| Work order |
Which lines below hold the word "crate"? Copy all of them.

[Dataset entries]
════
// Transactional apply - one primary write plus both dependent touches
//
// The three statements commit together or not at all. A uniqueness violation
// on the primary write is a collision (no-op); a write that affects no row
// rolls everything back with a warning.

use rusqlite::types::Value;
use tracing::{debug, warn};

use crate::context::{PrimaryKind, RunContext};
use crate::error::{ReconcileError, RowContext, StoreError};
use crate::outcome::{Outcome, Warning};
use crate::row::ChangeRow;
use crate::sql::{Stamp, Statement, Update};
use crate::store::{Store, StoreTx};

/// The two record kinds stamped after every primary mutation.
#[derive(Debug, Clone, Copy, PartialEq, Eq)]
pub enum DependentKind {
    UIdentities,
    Profiles,
}

impl DependentKind {
    pub const ALL: [DependentKind; 2] = [DependentKind::UIdentities, DependentKind::Profiles];

    pub fn table(self) -> &'static str {
        match self {
            DependentKind::UIdentities => "uidentities",
            DependentKind::Profiles => "profiles",
        }
    }

    fn touch(self, stamp: &Stamp, merged_id: &str) -> Statement {
        Update::new(self.table()).finish(stamp, "uuid", Value::Text(merged_id.to_string()))
    }
}

/// A primary write ready to be applied.
#[derive(Debug, Clone)]
pub struct Mutation {
    pub kind: PrimaryKind,
    pub statement: Statement,
    /// Key recorded in the updated-set. `None` for inserts: the generated id is used.
    pub key: Option<String>,
    pub merged_id: String,
    pub stamp: Stamp,
    /// Human-readable description used in log lines.
    pub summary: String,
}

/// Apply a mutation in its own transaction.
pub fn apply(
    ctx: &RunContext,
    store: &dyn Store,
    mutation: &Mutation,
    row: &ChangeRow,
) -> Result<Outcome, ReconcileError> {
    let mut tx = store
        .begin()
        .for_row(row, "error starting transaction")?;

    let primary = match tx.execute(&mutation.statement) {
        Ok(n) => n,
        Err(StoreError::UniqueViolation(reason)) => {
            debug!("{}: collision ({})", mutation.summary, reason);
            rollback(tx, mutation, row)?;
            return Ok(Outcome::Collision);
        }
        Err(e) => {
            debug!("rollback {}", mutation.summary);
            let context = format!("error writing {}", mutation.kind.table());
            // Report the write error, not a rollback error
            let _ = tx.rollback();
            return Err(e).for_row(row, &context);
        }
    };
    let key = match &mutation.key {
        Some(key) => key.clone(),
        None => tx.last_insert_id().to_string(),
    };
    if primary == 0 || ctx.config.debug {
        debug!(
            "{}: affected {} {} rows",
            mutation.summary,
            primary,
            mutation.kind.table()
        );
    }

    let mut touched = [0usize; 2];
    for (i, dependent) in DependentKind::ALL.into_iter().enumerate() {
        touched[i] = match tx.execute(&dependent.touch(&mutation.stamp, &mutation.merged_id)) {
            Ok(n) => n,
            Err(e) => {
                debug!("rollback {}", mutation.summary);
                let context = format!(
                    "error updating {} for uuid {}",
                    dependent.table(),
                    mutation.merged_id
                );
                let _ = tx.rollback();
                return Err(e).for_row(row, &context);
            }
        };
    }

    if primary == 0 || touched.contains(&0) {
        let warning = Warning::PartialEffect {
            primary,
            uidentities: touched[0],
            profiles: touched[1],
        };
        warn!(
            "{}: didn't affect {} or uidentities or profiles: ({},{},{})",
            mutation.summary,
            mutation.kind.table(),
            primary,
            touched[0],
            touched[1]
        );
        rollback(tx, mutation, row)?;
        return Ok(Outcome::Warning(warning));
    }

    tx.commit().for_row(row, "error committing transaction")?;
    ctx.record_update(mutation.kind, &key, &mutation.merged_id);
    debug!("{}: committed", mutation.summary);

    Ok(Outcome::Applied)
}

fn rollback(
    tx: Box<dyn StoreTx + '_>,
    mutation: &Mutation,
    row: &ChangeRow,
) -> Result<(), ReconcileError> {
    debug!("rollback {}", mutation.summary);
    tx.rollback().for_row(row, "error rolling back transaction")
}

#[cfg(test)]
mod tests {
    use super::*;
    use crate::config::RunConfig;
    use crate::sql::text;
    use crate::test_support::{
        dependent_stamps, seed_identity, seeded_store, Fault, FaultyStore,
    };

    fn rename(id: &str, merged_id: &str, name: &str) -> Mutation {
        let stamp = Stamp::now("email:ops@x.com,sfid:S1");
        let mut update = Update::new("identities");
        update.set("name", text(name));
        Mutation {
            kind: PrimaryKind::Identity,
            statement: update.finish(&stamp, "id", text(id)),
            key: Some(id.to_string()),
            merged_id: merged_id.to_string(),
            stamp,
            summary: format!("identity_id {}/{}", id, merged_id),
        }
    }

    #[test]
    fn test_applies_all_three_writes() {
        let store = seeded_store();
        let merged = seed_identity(&store, "42", "Jane", "jx", "jane@x.com", "github");
        let ctx = RunContext::new(RunConfig::default());

        let outcome = apply(&ctx, &store, &rename("42", &merged, "Jane X"), &ChangeRow::new())
            .unwrap();

        assert_eq!(outcome, Outcome::Applied);
        assert_eq!(store.identity("42").unwrap().unwrap().name, "Jane X");
        let (uid_by, profile_by) = dependent_stamps(&store, &merged);
        assert_eq!(uid_by.as_deref(), Some("email:ops@x.com,sfid:S1"));
        assert_eq!(profile_by.as_deref(), Some("email:ops@x.com,sfid:S1"));
        assert_eq!(ctx.update_counts().identities, 1);
    }

    #[test]
    fn test_missing_dependent_rolls_back() {
        let store = seeded_store();
        let merged = seed_identity(&store, "42", "Jane", "jx", "jane@x.com", "github");
        store
            .connection()
            .execute("DELETE FROM profiles WHERE uuid = ?1", [&merged])
            .unwrap();
        let ctx = RunContext::new(RunConfig::default());

        let outcome = apply(&ctx, &store, &rename("42", &merged, "Jane X"), &ChangeRow::new())
            .unwrap();

        assert_eq!(
            outcome,
            Outcome::Warning(Warning::PartialEffect {
                primary: 1,
                uidentities: 1,
                profiles: 0
            })
        );
        assert_eq!(store.identity("42").unwrap().unwrap().name, "Jane");
        assert_eq!(dependent_stamps(&store, &merged).0, None);
        assert_eq!(ctx.update_counts().identities, 0);
    }

    #[test]
    fn test_fault_between_writes_leaves_nothing() {
        let store = FaultyStore::new(seeded_store(), Fault::StoreErrorAt(2));
        let merged = seed_identity(store.inner(), "42", "Jane", "jx", "jane@x.com", "github");
        let ctx = RunContext::new(RunConfig::default());

        let err = apply(&ctx, &store, &rename("42", &merged, "Jane X"), &ChangeRow::new())
            .unwrap_err();

        assert!(matches!(err, ReconcileError::Store { .. }));
        assert_eq!(store.inner().identity("42").unwrap().unwrap().name, "Jane");
        assert_eq!(dependent_stamps(store.inner(), &merged), (None, None));
    }

    #[test]
    fn test_injected_collision_is_noop() {
        let store = FaultyStore::new(seeded_store(), Fault::CollisionAt(1));
        let merged = seed_identity(store.inner(), "42", "Jane", "jx", "jane@x.com", "github");
        let ctx = RunContext::new(RunConfig::default());

        let outcome = apply(&ctx, &store, &rename("42", &merged, "Jane X"), &ChangeRow::new())
            .unwrap();

        assert_eq!(outcome, Outcome::Collision);
        assert_eq!(store.inner().identity("42").unwrap().unwrap().name, "Jane");
    }
}
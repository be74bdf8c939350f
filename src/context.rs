// Run context - state shared by every reconciler call of one run
//
// Owned by the dispatcher and passed by reference to each row; nothing here is
// global, so two runs never see each other's caches or locks.

use parking_lot::Mutex;
use serde::Serialize;
use std::collections::HashSet;

use crate::cache::LookupCache;
use crate::config::RunConfig;
use crate::locks::LockRegistry;

/// Which primary table a mutation targets.
#[derive(Debug, Clone, Copy, PartialEq, Eq)]
pub enum PrimaryKind {
    Identity,
    Enrollment,
}

impl PrimaryKind {
    pub fn table(self) -> &'static str {
        match self {
            PrimaryKind::Identity => "identities",
            PrimaryKind::Enrollment => "enrollments",
        }
    }
}

/// Distinct keys written during the run, per table.
#[derive(Debug, Default)]
struct UpdatedSets {
    identities: HashSet<String>,
    enrollments: HashSet<String>,
    uidentities: HashSet<String>,
    profiles: HashSet<String>,
}

/// Distinct updated record counts.
#[derive(Debug, Clone, Copy, Default, PartialEq, Eq, Serialize)]
pub struct UpdateCounts {
    pub identities: usize,
    pub enrollments: usize,
    pub uidentities: usize,
    pub profiles: usize,
}

pub struct RunContext {
    pub config: RunConfig,
    pub cache: LookupCache,
    pub locks: LockRegistry,
    updated: Mutex<UpdatedSets>,
}

impl RunContext {
    pub fn new(config: RunConfig) -> Self {
        Self {
            config,
            cache: LookupCache::new(),
            locks: LockRegistry::new(),
            updated: Mutex::new(UpdatedSets::default()),
        }
    }

    /// Record a committed mutation of `key` and both dependents of `merged_id`.
    pub fn record_update(&self, kind: PrimaryKind, key: &str, merged_id: &str) {
        let mut updated = self.updated.lock();
        match kind {
            PrimaryKind::Identity => updated.identities.insert(key.to_string()),
            PrimaryKind::Enrollment => updated.enrollments.insert(key.to_string()),
        };
        updated.uidentities.insert(merged_id.to_string());
        updated.profiles.insert(merged_id.to_string());
    }

    pub fn update_counts(&self) -> UpdateCounts {
        let updated = self.updated.lock();
        UpdateCounts {
            identities: updated.identities.len(),
            enrollments: updated.enrollments.len(),
            uidentities: updated.uidentities.len(),
            profiles: updated.profiles.len(),
        }
    }
}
════
| Result of this task |
use crate::context::{PrimaryKind, RunContext};
use crate::error::{ReconcileError, RowContext, StoreError};
use crate::outcome::{Outcome, Warning};
use crate::row::ChangeRow;
use crate::sql::{Stamp, Statement, Update};
use crate::store::{Store, StoreTx};
    use crate::config::RunConfig;
    use crate::sql::text;
    use crate::test_support::{
use crate::cache::LookupCache;
use crate::config::RunConfig;
use crate::locks::LockRegistry;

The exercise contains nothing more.